Al tragico evento il romanzo del Manzoni dedica due capitoli, il XXXI e il XXXII. Famoso l’incipit del primo: «La peste che il tribunale della sanità aveva temuto che potesse entrar con le bande alemanne nel milanese, c’era entrata davvero, come è noto; ed è noto parimenti che non si fermò qui, ma invase e spopolò in una buona parte d’Italia». La caccia agli untori, le voci incontrollate, i rimedi più assurdi, le credenze irrazionali prendono il sopravvento e diventano pericolose quanto il contatto fisico: «Sul finire del mese di marzo […] in ogni quartiere della città cominciarono a farsi frequenti le malattie, le morti per lo più celeri, violente, non di rado  repentine […]. I medici opposti alla opinione del contagio, non volendo ancora confessare ciò che avevano deriso, e dovendo pur dare un nome generico alla nuova malattia, divenuta troppo comune e troppo palese per andarne senza, trovarono quello di febbri maligne, di febbri pestilenziali: miserabile transazione, anzi trufferia di parole, e che pur faceva gran danno; perché figurando di riconoscere la verità, riusciva ancora a non lasciar credere ciò che più importava di credere, di vedere, che il male s’attaccava per mezzo del contatto».
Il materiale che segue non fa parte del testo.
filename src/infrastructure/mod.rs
pub mod backends;
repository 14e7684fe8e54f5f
pub mod models;
pub mod services;
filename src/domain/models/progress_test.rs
use super::percent_complete;
use super::PipelineStage;
use super::ProgressTracker;

#[test]
fn it_rounds_percentages() {
    assert_eq!(percent_complete(0, 3), 0);
    assert_eq!(percent_complete(1, 3), 33);
    assert_eq!(percent_complete(2, 3), 67);
    assert_eq!(percent_complete(3, 3), 100);
}

#[test]
fn it_counts_an_empty_deck_as_one_unit() {
    assert_eq!(percent_complete(0, 0), 0);
    assert_eq!(percent_complete(1, 0), 100);
}

#[test]
fn it_never_goes_backwards() {
    let mut tracker = ProgressTracker::default();
    assert_eq!(tracker.advance(5), 5);
    assert_eq!(tracker.advance(3), 5);
    assert_eq!(tracker.advance(50), 50);
    assert_eq!(tracker.current(), 50);
}

#[test]
fn it_reserves_one_hundred_for_completion() {
    let mut tracker = ProgressTracker::default();
    assert_eq!(tracker.advance(100), 99);
    assert_eq!(tracker.finish(), Some(100));
    assert_eq!(tracker.finish(), None);
    assert_eq!(tracker.advance(20), 100);
}

#[test]
fn it_describes_stages() {
    assert_eq!(
        PipelineStage::Summarizing { done: 2, total: 5 }.to_string(),
        "Summarizing slide 2/5"
    );
    assert!(PipelineStage::Extracting.is_running());
    assert!(!PipelineStage::Complete.is_running());
}
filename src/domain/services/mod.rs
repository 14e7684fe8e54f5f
pub mod actions;
mod app_state;
mod auth_gate;
mod conversation;
mod courses;
mod ingestion;
mod local_store;
mod orchestrator;
mod persistence;
mod study_materials;
#[cfg(test)]
pub mod test_backend;

pub use app_state::*;
pub use conversation::*;
pub use courses::*;
pub use ingestion::*;
pub use local_store::*;
pub use orchestrator::*;
#[cfg(test)]
#[path = "courses_test.rs"]
mod tests;

use anyhow::Result;

use super::Orchestrator;
use super::StoreKey;
use crate::domain::models::user_facing;
use crate::domain::models::ClientError;
use crate::domain::models::Course;
use crate::domain::models::CourseResolution;
use crate::domain::models::Event;
use crate::domain::models::MessageType;
use crate::domain::models::StudyKind;

const COURSE_KEYWORDS: [&str; 8] = [
    "chapter", "chap", "lec", "lecture", "class", "week", "session", "slide",
];

fn strip_extension(file_name: &str) -> &str {
    if let Some(idx) = file_name.rfind('.') {
        let suffix = &file_name[idx + 1..];
        if !suffix.is_empty() && !suffix.contains('/') {
            return &file_name[..idx];
        }
    }
    return file_name;
}

fn title_case(text: &str) -> String {
    return text
        .split_whitespace()
        .map(|word| {
            let mut chars = word.chars();
            match chars.next() {
                Some(first) => {
                    return first.to_uppercase().collect::<String>() + &chars.as_str().to_lowercase();
                }
                None => return "".to_string(),
            }
        })
        .collect::<Vec<String>>()
        .join(" ");
}

/// Guesses a course name from a deck's file name by keeping whatever comes
/// before the first lecture keyword or digit, e.g. "Physics101_Lecture_4.pptx"
/// becomes "Physics". When nothing precedes the cut the whole base is used.
pub fn derive_course_name(file_name: &str) -> String {
    let base = strip_extension(file_name);
    let normalized = base
        .split(|c: char| return c == '_' || c == '-')
        .filter(|part| return !part.is_empty())
        .collect::<Vec<&str>>()
        .join(" ");
    let normalized = normalized.trim();

    // ASCII lowercasing keeps byte offsets valid for `normalized`.
    let lower = normalized.to_ascii_lowercase();
    let keyword_idx = COURSE_KEYWORDS
        .iter()
        .filter_map(|keyword| return lower.find(keyword))
        .min();
    let digit_idx = lower.find(|c: char| return c.is_ascii_digit());

    let prefix = match [keyword_idx, digit_idx].into_iter().flatten().min() {
        Some(cut) => normalized[..cut].trim(),
        None => normalized,
    };

    if prefix.is_empty() {
        return title_case(normalized);
    }
    return title_case(prefix);
}

impl Orchestrator {
    /// Fetches the course list and reconciles the selection against it. A
    /// response that arrives after the identity changed is dropped.
    pub async fn refresh_courses(&self) -> Result<()> {
        let token = match self.token() {
            Some(token) => token,
            None => return Ok(()),
        };

        let fetched = match self.backend().list_courses(&token).await {
            Ok(fetched) => fetched,
            Err(err) => {
                tracing::warn!(error = ?err, "failed to list courses");
                self.notify(
                    MessageType::Warning,
                    &format!("Could not load courses: {}", user_facing(&err)),
                );
                return Err(err);
            }
        };

        let (courses, selected, changed) = {
            let mut state = self.state();
            if state.auth.token().as_deref() != Some(token.as_str()) {
                tracing::debug!("dropping course list fetched for a previous identity");
                return Ok(());
            }
            let changed = state.courses.reconcile(fetched);
            (
                state.courses.courses.clone(),
                state.courses.selected,
                changed,
            )
        };

        if changed {
            self.remember_selection(selected);
        }
        self.emit(Event::CoursesChanged(courses, selected));
        self.load_course_artifacts().await;

        return Ok(());
    }

    /// Refreshes the saved summaries of the selected course, or clears the
    /// cache when nothing is selected.
    pub async fn load_summaries(&self) -> Result<()> {
        let (token, course_id) = {
            let state = self.state();
            (state.auth.token(), state.courses.selected)
        };

        let (token, course_id) = match (token, course_id) {
            (Some(token), Some(course_id)) => (token, course_id),
            _ => {
                self.state().courses.summaries = vec![];
                self.emit(Event::SummariesChanged(vec![]));
                return Ok(());
            }
        };

        let summaries = match self.backend().list_summaries(&token, course_id).await {
            Ok(summaries) => summaries,
            Err(err) => {
                tracing::warn!(course_id, error = ?err, "failed to list saved summaries");
                self.notify(
                    MessageType::Warning,
                    &format!("Could not load saved summaries: {}", user_facing(&err)),
                );
                return Err(err);
            }
        };

        {
            let mut state = self.state();
            if state.courses.selected != Some(course_id) {
                return Ok(());
            }
            state.courses.summaries = summaries.clone();
        }
        self.emit(Event::SummariesChanged(summaries));

        return Ok(());
    }

    pub async fn load_study_items(&self, kind: StudyKind) -> Result<()> {
        let (token, course_id) = {
            let state = self.state();
            (state.auth.token(), state.courses.selected)
        };

        let (token, course_id) = match (token, course_id) {
            (Some(token), Some(course_id)) => (token, course_id),
            _ => {
                self.state().courses.set_study_items(kind, vec![]);
                self.emit(Event::StudyItemsChanged(kind, vec![]));
                return Ok(());
            }
        };

        let items = match self.backend().list_study_items(&token, kind, course_id).await {
            Ok(items) => items,
            Err(err) => {
                tracing::warn!(course_id, %kind, error = ?err, "failed to list study items");
                return Err(err);
            }
        };

        {
            let mut state = self.state();
            if state.courses.selected != Some(course_id) {
                return Ok(());
            }
            state.courses.set_study_items(kind, items.clone());
        }
        self.emit(Event::StudyItemsChanged(kind, items));

        return Ok(());
    }

    /// Summaries, quizzes and assignments for the selected course. Failures
    /// are already reported by each loader.
    pub async fn load_course_artifacts(&self) {
        let _ = self.load_summaries().await;
        for kind in [StudyKind::Quiz, StudyKind::Assignment] {
            let _ = self.load_study_items(kind).await;
        }
    }

    pub async fn select_course(&self, course_id: Option<i64>) -> Result<()> {
        let (courses, selected) = {
            let mut state = self.state();
            if state.auth.identity.is_none() {
                drop(state);
                let err = ClientError::Validation("Sign in to choose a course.".to_string());
                self.notify(MessageType::Warning, &err.to_string());
                return Err(err.into());
            }
            if let Some(id) = course_id {
                if !state.courses.courses.iter().any(|course| return course.id == id) {
                    drop(state);
                    let err = ClientError::Validation(format!("No course with id {id}."));
                    self.notify(MessageType::Warning, &err.to_string());
                    return Err(err.into());
                }
            }
            state.courses.select(course_id);
            (state.courses.courses.clone(), state.courses.selected)
        };

        self.remember_selection(selected);
        self.emit(Event::CoursesChanged(courses, selected));
        self.load_course_artifacts().await;

        return Ok(());
    }

    pub async fn create_course(&self, name: &str, subject: Option<&str>) -> Result<Course> {
        match self.insert_course(name, subject).await {
            Ok(course) => {
                self.notify(
                    MessageType::Normal,
                    &format!("Created course {}.", course.display_name()),
                );
                return Ok(course);
            }
            Err(err) => {
                self.notify(
                    MessageType::Warning,
                    &format!("Could not create course: {}", user_facing(&err)),
                );
                return Err(err);
            }
        }
    }

    /// Picks or creates a course for a deck when a signed in user has none
    /// selected. Never fails; problems are reported as warnings.
    pub async fn auto_resolve_from_filename(&self, file_name: &str) -> Option<Course> {
        let existing = {
            let state = self.state();
            if state.auth.identity.is_none() || state.courses.selected.is_some() {
                return None;
            }
            let name = derive_course_name(file_name);
            if name.is_empty() {
                return None;
            }
            state.courses.find_by_name(&name).cloned().ok_or(name)
        };

        let (course, resolution) = match existing {
            Ok(course) => {
                {
                    let mut state = self.state();
                    state.courses.select(Some(course.id));
                }
                self.remember_selection(Some(course.id));
                self.emit_courses();
                self.load_course_artifacts().await;
                (course, CourseResolution::Reused)
            }
            Err(name) => match self.insert_course(&name, None).await {
                Ok(course) => (course, CourseResolution::Created),
                Err(err) => {
                    tracing::warn!(file_name, error = ?err, "course auto-resolution failed");
                    self.notify(
                        MessageType::Warning,
                        &format!(
                            "Could not create a course for this deck: {}",
                            user_facing(&err)
                        ),
                    );
                    return None;
                }
            },
        };

        let notice = match resolution {
            CourseResolution::Reused => format!("Reusing existing course {}.", course.name),
            CourseResolution::Created => format!("Created course {}.", course.name),
        };
        self.notify(MessageType::Normal, &notice);
        self.emit(Event::CourseAutoResolved(course.clone(), resolution));

        return Some(course);
    }

    async fn insert_course(&self, name: &str, subject: Option<&str>) -> Result<Course> {
        if name.trim().is_empty() {
            return Err(ClientError::Validation("A course name is required.".to_string()).into());
        }
        let token = match self.token() {
            Some(token) => token,
            None => {
                return Err(ClientError::Validation("Sign in to create a course.".to_string()).into());
            }
        };
        let subject = subject.map(str::trim).filter(|subject| return !subject.is_empty());

        let course = self
            .backend()
            .create_course(&token, name.trim(), subject)
            .await?;

        {
            let mut state = self.state();
            if state.auth.token().as_deref() != Some(token.as_str()) {
                return Ok(course);
            }
            state.courses.courses.push(course.clone());
            state.courses.select(Some(course.id));
        }
        self.remember_selection(Some(course.id));
        self.emit_courses();
        self.load_course_artifacts().await;

        return Ok(course);
    }

    fn emit_courses(&self) {
        let (courses, selected) = {
            let state = self.state();
            (state.courses.courses.clone(), state.courses.selected)
        };
        self.emit(Event::CoursesChanged(courses, selected));
    }

    fn remember_selection(&self, course_id: Option<i64>) {
        let value = course_id.map(|id| return id.to_string());
        self.remember(StoreKey::SelectedCourse, value.as_deref());
    }
}
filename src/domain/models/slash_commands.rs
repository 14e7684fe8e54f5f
#[cfg(test)]
#[path = "slash_commands_test.rs"]
mod tests;

pub struct SlashCommand {
    command: String,
    pub args: Vec<String>,
}

impl SlashCommand {
    pub fn parse(text: &str) -> Option<SlashCommand> {
        let mut args = text
            .split_whitespace()
            .map(|e| return e.to_string())
            .collect::<Vec<String>>();
        if args.is_empty() {
            return None;
        }
        let prefix = args.remove(0).to_lowercase();

        let cmd = SlashCommand {
            command: prefix,
            args,
        };
        if cmd.is_quit()
            || cmd.is_help()
            || cmd.is_upload()
            || cmd.is_login()
            || cmd.is_register()
            || cmd.is_logout()
            || cmd.is_whoami()
            || cmd.is_course_list()
            || cmd.is_course_select()
            || cmd.is_course_create()
            || cmd.is_summary_list()
            || cmd.is_summary_show()
            || cmd.is_save()
            || cmd.is_quiz()
            || cmd.is_assignment()
            || cmd.is_new_chat()
            || cmd.is_chat_list()
            || cmd.is_chat_load()
            || cmd.is_theme()
        {
            return Some(cmd);
        }

        return None;
    }

    /// Arguments joined back together, for values that may contain spaces.
    pub fn rest(&self) -> String {
        return self.args.join(" ");
    }

    /// First argument parsed as a 1-based list position.
    pub fn index_arg(&self) -> Option<usize> {
        let idx = self.args.first()?.parse::<usize>().ok()?;
        if idx == 0 {
            return None;
        }
        return Some(idx - 1);
    }

    fn is(&self, names: &[&str]) -> bool {
        return names.contains(&self.command.as_str());
    }

    pub fn is_quit(&self) -> bool {
        return self.is(&["/q", "/quit", "/exit"]);
    }

    pub fn is_help(&self) -> bool {
        return self.is(&["/h", "/help"]);
    }

    pub fn is_upload(&self) -> bool {
        return self.is(&["/u", "/upload"]) && !self.args.is_empty();
    }

    pub fn is_login(&self) -> bool {
        return self.is(&["/l", "/login"]) && !self.args.is_empty();
    }

    pub fn is_register(&self) -> bool {
        return self.is(&["/register"]) && !self.args.is_empty();
    }

    pub fn is_logout(&self) -> bool {
        return self.is(&["/logout"]);
    }

    pub fn is_whoami(&self) -> bool {
        return self.is(&["/whoami"]);
    }

    pub fn is_course_list(&self) -> bool {
        return self.is(&["/courses"]);
    }

    pub fn is_course_select(&self) -> bool {
        return self.is(&["/course"]) && !self.args.is_empty();
    }

    pub fn is_course_create(&self) -> bool {
        return self.is(&["/newcourse"]) && !self.args.is_empty();
    }

    pub fn is_summary_list(&self) -> bool {
        return self.is(&["/summaries"]);
    }

    pub fn is_summary_show(&self) -> bool {
        return self.is(&["/summary"]) && !self.args.is_empty();
    }

    pub fn is_save(&self) -> bool {
        return self.is(&["/save"]);
    }

    pub fn is_quiz(&self) -> bool {
        return self.is(&["/quiz"]);
    }

    pub fn is_assignment(&self) -> bool {
        return self.is(&["/assignment"]);
    }

    pub fn is_new_chat(&self) -> bool {
        return self.is(&["/new"]);
    }

    pub fn is_chat_list(&self) -> bool {
        return self.is(&["/chats"]);
    }

    pub fn is_chat_load(&self) -> bool {
        return self.is(&["/chat"]) && !self.args.is_empty();
    }

    pub fn is_theme(&self) -> bool {
        return self.is(&["/theme"]);
    }
}
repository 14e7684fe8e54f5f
use std::fs;

use anyhow::Result;
use tempdir::TempDir;

use super::Config;
use super::ConfigKey;
use crate::application::cli;

fn write_config(dir: &TempDir, contents: &str) -> Result<String> {
    let file_path = dir.path().join("config.toml");
    fs::write(&file_path, contents)?;
    return Ok(file_path.to_string_lossy().to_string());
}

#[test]
fn it_serializes_to_valid_toml() {
    let res = Config::serialize_default(cli::build());
    let doc = res.parse::<toml_edit::Document>().unwrap();

    assert_eq!(
        doc.get("api-url").and_then(|e| return e.as_str()),
        Some("http://localhost:8000")
    );
    assert_eq!(
        doc.get("request-timeout").and_then(|e| return e.as_integer()),
        Some(60000)
    );
    assert!(doc.get("state-file").is_some());
    assert!(doc.get("config-file").is_none());
    assert!(res.starts_with("# Base URL of the Lectern backend.\napi-url = "));
}

#[test]
fn it_falls_back_to_defaults_for_unset_keys() {
    assert_eq!(Config::default(ConfigKey::RequestTimeout), "60000");
    assert!(Config::default(ConfigKey::StateFile).ends_with("state.yaml"));
    assert!(Config::default(ConfigKey::ConfigFile).ends_with("config.toml"));
}

#[tokio::test]
async fn it_loads_config_from_file() -> Result<()> {
    let dir = TempDir::new("lectern-config")?;
    let config_file = write_config(
        &dir,
        "api-url = \"http://lectern.test:9000\"\nrequest-timeout = 1500\n",
    )?;

    let matches = cli::build().try_get_matches_from(vec!["lectern", "-c", &config_file])?;
    Config::load(cli::build(), vec![&matches]).await?;

    assert_eq!(Config::get(ConfigKey::ApiURL), "http://lectern.test:9000");
    assert_eq!(Config::get(ConfigKey::RequestTimeout), "1500");
    return Ok(());
}

#[tokio::test]
async fn it_fails_on_negative_numbers() -> Result<()> {
    let dir = TempDir::new("lectern-config")?;
    let config_file = write_config(&dir, "request-timeout = -1\n")?;

    let matches = cli::build().try_get_matches_from(vec!["lectern", "-c", &config_file])?;
    let res = Config::load(cli::build(), vec![&matches]).await;

    insta::assert_snapshot!(res.unwrap_err().to_string(), @"config.toml has an invalid value for key 'request-timeout': -1");
    return Ok(());
}

#[tokio::test]
async fn it_fails_on_non_scalar_values() -> Result<()> {
    let dir = TempDir::new("lectern-config")?;
    let config_file = write_config(&dir, "api-url = [\"a\", \"b\"]\n")?;

    let matches = cli::build().try_get_matches_from(vec!["lectern", "-c", &config_file])?;
    let res = Config::load(cli::build(), vec![&matches]).await;

    assert!(res.is_err());
    return Ok(());
}

#[tokio::test]
async fn it_fails_on_a_non_numeric_timeout() -> Result<()> {
    let matches = cli::build().try_get_matches_from(vec![
        "lectern",
        "-c",
        "./test/missing-config.toml",
        "--request-timeout",
        "soon",
    ])?;
    let res = Config::load(cli::build(), vec![&matches]).await;

    insta::assert_snapshot!(res.unwrap_err().to_string(), @"request-timeout must be a number of milliseconds, got 'soon'");
    return Ok(());
}

#[tokio::test]
async fn it_fails_to_load_broken_toml() -> Result<()> {
    let matches =
        cli::build().try_get_matches_from(vec!["lectern", "-c", "./test/bad-config.toml"])?;
    let res = Config::load(cli::build(), vec![&matches]).await;
    assert!(res.is_err());
    return Ok(());
}
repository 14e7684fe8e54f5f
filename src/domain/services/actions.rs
use std::future::Future;

use anyhow::Result;
use tokio::sync::mpsc;

use super::Orchestrator;
use crate::domain::models::Action;

pub fn help_text() -> String {
    let text = r#"
COMMANDS:
- /upload (/u) [PATH] - Uploads a slide deck and summarizes it slide by slide.
- /save - Saves the current deck's summary to the selected course.
- /login (/l) [EMAIL] - Signs in. You will be asked for your password.
- /register [EMAIL] [FULL NAME?] - Creates an account.
- /logout - Signs out and forgets cached courses.
- /whoami - Shows who you are signed in as.
- /courses - Lists your courses.
- /course [INDEX,none] - Selects a course from /courses, or clears the selection.
- /newcourse [NAME] - Creates a course and selects it.
- /summaries - Lists saved summaries for the selected course.
- /summary [INDEX] - Shows a saved summary from /summaries.
- /quiz - Generates a quiz from the current deck.
- /assignment - Generates an assignment from the current deck.
- /new - Starts a new chat.
- /chats - Lists chats.
- /chat [INDEX] - Switches to a chat from /chats.
- /theme - Toggles between the light and dark theme.
- /quit /exit (/q) - Exit Lectern.
- /help (/h) - Provides this help menu.

Anything else is sent as a question about the current deck.
        "#;

    return text.trim().to_string();
}

/// Runs a long flow in the background so quick actions such as starting a new
/// chat are handled while it is in flight. Failures were already reported to
/// the transcript by the flow itself.
fn spawn_flow<F, T>(name: &'static str, flow: F)
where
    F: Future<Output = Result<T>> + Send + 'static,
    T: Send + 'static,
{
    tokio::spawn(async move {
        if let Err(err) = flow.await {
            tracing::debug!(flow = name, error = ?err, "flow ended with an error");
        }
    });
}

pub struct ActionsService {}

impl ActionsService {
    pub async fn start(
        orchestrator: Orchestrator,
        rx: &mut mpsc::UnboundedReceiver<Action>,
    ) -> Result<()> {
        loop {
            let action = match rx.recv().await {
                Some(action) => action,
                None => return Ok(()),
            };

            let orch = orchestrator.clone();
            match action {
                Action::CreateCourse(name, subject) => {
                    spawn_flow("create_course", async move {
                        return orch.create_course(&name, subject.as_deref()).await;
                    });
                }
                Action::GenerateStudyItem(kind) => {
                    spawn_flow("generate_study_item", async move {
                        return orch.generate_study_item(kind).await;
                    });
                }
                Action::LoadChat(chat_id) => {
                    let _ = orch.load_chat(&chat_id);
                }
                Action::Login(email, password) => {
                    spawn_flow("login", async move {
                        return orch.login(&email, &password).await;
                    });
                }
                Action::Logout() => {
                    orch.logout();
                }
                Action::NewChat() => {
                    orch.new_chat();
                }
                Action::RefreshCourses() => {
                    spawn_flow("refresh_courses", async move {
                        return orch.refresh_courses().await;
                    });
                }
                Action::Register(registration) => {
                    spawn_flow("register", async move {
                        return orch.register(&registration).await;
                    });
                }
                Action::RestoreSession() => {
                    spawn_flow("restore_session", async move {
                        orch.restore_session().await;
                        return orch.refresh_courses().await;
                    });
                }
                Action::SaveSummary() => {
                    spawn_flow("save_summary", async move {
                        return orch.save_current_deck().await;
                    });
                }
                Action::SelectCourse(course_id) => {
                    spawn_flow("select_course", async move {
                        return orch.select_course(course_id).await;
                    });
                }
                Action::SendMessage(text) => {
                    spawn_flow("send_message", async move {
                        return orch.send_message(&text).await;
                    });
                }
                Action::ShowSavedSummary(summary_id) => {
                    let _ = orch.show_saved_summary(summary_id);
                }
                Action::ToggleTheme() => {
                    orch.toggle_theme();
                }
                Action::UploadFile(file_path) => {
                    spawn_flow("ingest_file", async move {
                        orch.ingest_file(&file_path).await;
                        return Ok::<(), anyhow::Error>(());
                    });
                }
            }
        }
    }
}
L’epidemia trova spazio anche nei capitoli successivi del romanzo fino alla sua conclusione. Tanti personaggi si ammalano e muoiono di questo morbo. L’autore indugia sul flagello che spazza via tutti: potenti e umili, dotti e ignoranti, santi e furfanti, vecchi, giovani e bambini. Di peste muoiono don Rodrigo in modo tragico, il Griso squallidamente, Padre Cristoforo in odore di santità, don Ferrante incredulo, certo com’è delle sue errate teorie sulle influenze astrali. Anche Perpetua non scampa alla peste. Qualcuno però ne guarisce. È il caso di Renzo che, presa la peste, si cura da sé, in realtà non fa nulla, e una volta rimessosi in forze torna a Milano in cerca di Lucia. La città è di nuovo in subbuglio, ora però non più per i tumulti della folla affamata, come durante la sua prima visita, ma perché devastata dalla pestilenza. Domina il silenzio, rotto solo dallo scampanellio che precede e accompagna il transito dei carri carichi di morti. Il giovane promesso si reca al Lazzaretto, siamo ormai quasi all’epilogo della storia, al capitolo XXXVI, il terzultimo. Entra nel quartiere delle donne fingendosi un monatto. L’amata però non compare. Finché ode una frase: «Paura di che? – diceva quella voce soave: – abbiam passato ben altro che un temporale. Chi ci ha custodite finora, ci custodirà anche adesso». Impossibile non riconoscerla all’istante. È lei, è Lucia. I due finalmente si ricongiungono. Nella breva frase «Paura di che?» Manzoni compie un altro dei suoi miracoli linguistici. Tre sole parole per costruire un orizzonte che rinvia a un sentimento predominante nella storia dell’umanità, la paura, contro la quale agiamo più o meno consapevolmente. «Paura di che?» è una formula di consolazione alla quale si ricorre per rassicurare chi si sente minacciato. Lucia, in questo caso, risponde a una vittima della peste, una giovane vedova che sta guarendo ma è ancora in un uno stato di debolezza, e teme il peggio. La paura è un condizione permanente che attraversa tutto il romanzo. A cominciare da Don Abbondio, il maggiore “eroe” di tale emozione. Anche Lucia sa bene cos’è la paura, l’ha vissuta sulla propria pelle. Eppure non ha perso la fiducia nel domani. «Paura di che?». La grandezza de “I promessi sposi” in fondo è tutta qui, nel suo continuare a parlarci di cose che abbiamo conosciuto, che conosciamo e che conosceremo.